**EXERCISE DESCRIPTION**
Wherever "letters" appears in the records below, copy the line that holds it.

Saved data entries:
-=-=-=-=-

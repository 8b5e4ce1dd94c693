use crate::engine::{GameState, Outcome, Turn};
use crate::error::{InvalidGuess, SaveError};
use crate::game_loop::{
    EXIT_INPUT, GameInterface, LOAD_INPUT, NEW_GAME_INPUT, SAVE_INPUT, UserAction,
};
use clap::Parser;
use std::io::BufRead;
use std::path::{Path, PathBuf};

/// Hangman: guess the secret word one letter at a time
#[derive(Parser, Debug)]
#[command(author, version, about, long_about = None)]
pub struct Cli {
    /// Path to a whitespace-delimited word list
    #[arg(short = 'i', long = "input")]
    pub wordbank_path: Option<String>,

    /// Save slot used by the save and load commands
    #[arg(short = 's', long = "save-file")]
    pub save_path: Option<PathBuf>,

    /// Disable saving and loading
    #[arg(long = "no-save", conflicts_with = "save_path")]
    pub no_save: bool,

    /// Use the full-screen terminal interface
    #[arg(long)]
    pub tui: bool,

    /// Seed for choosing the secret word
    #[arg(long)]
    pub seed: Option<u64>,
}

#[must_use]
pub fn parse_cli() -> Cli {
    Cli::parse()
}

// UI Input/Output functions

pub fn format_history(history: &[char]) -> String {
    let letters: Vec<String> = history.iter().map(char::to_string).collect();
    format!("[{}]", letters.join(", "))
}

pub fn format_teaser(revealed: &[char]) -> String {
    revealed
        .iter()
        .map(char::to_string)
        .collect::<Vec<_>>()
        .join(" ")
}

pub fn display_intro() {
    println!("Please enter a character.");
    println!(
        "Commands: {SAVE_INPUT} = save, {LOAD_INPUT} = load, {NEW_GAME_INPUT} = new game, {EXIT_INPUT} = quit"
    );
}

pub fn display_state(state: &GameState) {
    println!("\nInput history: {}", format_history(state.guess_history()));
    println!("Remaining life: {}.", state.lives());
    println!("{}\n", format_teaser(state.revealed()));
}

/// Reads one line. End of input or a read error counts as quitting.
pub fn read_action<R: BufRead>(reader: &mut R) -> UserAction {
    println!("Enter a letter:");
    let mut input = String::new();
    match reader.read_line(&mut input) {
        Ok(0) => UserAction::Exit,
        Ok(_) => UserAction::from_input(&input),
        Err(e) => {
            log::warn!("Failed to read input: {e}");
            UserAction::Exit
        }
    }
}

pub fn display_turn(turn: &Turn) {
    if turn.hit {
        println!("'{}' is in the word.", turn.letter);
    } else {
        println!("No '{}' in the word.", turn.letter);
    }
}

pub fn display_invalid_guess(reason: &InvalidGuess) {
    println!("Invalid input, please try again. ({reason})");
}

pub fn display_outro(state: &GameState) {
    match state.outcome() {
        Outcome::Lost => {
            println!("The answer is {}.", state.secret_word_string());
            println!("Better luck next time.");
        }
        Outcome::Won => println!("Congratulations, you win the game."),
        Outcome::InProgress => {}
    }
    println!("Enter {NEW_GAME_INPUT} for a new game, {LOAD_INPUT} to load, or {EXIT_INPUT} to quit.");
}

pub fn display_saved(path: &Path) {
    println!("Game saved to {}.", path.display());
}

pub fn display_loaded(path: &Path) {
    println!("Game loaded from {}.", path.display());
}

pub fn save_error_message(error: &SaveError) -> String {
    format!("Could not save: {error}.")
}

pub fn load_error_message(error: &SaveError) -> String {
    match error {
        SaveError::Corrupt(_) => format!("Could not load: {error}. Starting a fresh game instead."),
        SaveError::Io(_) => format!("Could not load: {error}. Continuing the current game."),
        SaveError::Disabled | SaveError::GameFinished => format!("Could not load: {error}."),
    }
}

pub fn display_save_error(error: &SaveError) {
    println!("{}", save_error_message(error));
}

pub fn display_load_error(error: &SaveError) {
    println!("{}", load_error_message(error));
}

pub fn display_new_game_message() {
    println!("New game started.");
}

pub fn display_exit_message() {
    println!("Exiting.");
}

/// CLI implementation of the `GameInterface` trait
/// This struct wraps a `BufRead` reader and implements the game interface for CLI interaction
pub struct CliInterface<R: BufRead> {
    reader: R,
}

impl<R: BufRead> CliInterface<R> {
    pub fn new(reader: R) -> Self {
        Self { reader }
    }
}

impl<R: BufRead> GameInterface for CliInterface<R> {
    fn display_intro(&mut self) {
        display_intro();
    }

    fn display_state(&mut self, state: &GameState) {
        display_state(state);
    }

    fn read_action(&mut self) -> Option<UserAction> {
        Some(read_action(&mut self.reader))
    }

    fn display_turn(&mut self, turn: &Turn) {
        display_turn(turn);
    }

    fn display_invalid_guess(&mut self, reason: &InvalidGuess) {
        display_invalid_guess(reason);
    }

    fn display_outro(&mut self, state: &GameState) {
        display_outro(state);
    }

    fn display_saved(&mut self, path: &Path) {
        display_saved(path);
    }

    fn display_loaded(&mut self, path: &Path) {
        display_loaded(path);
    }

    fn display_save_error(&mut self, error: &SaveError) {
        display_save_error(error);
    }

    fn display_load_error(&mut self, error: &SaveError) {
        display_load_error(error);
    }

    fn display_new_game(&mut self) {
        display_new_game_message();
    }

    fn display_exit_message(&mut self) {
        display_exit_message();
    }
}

-=-=-=-=-

**RESPONSE FOR THIS EXERCISE**
    let letters: Vec<String> = history.iter().map(char::to_string).collect();
    format!("[{}]", letters.join(", "))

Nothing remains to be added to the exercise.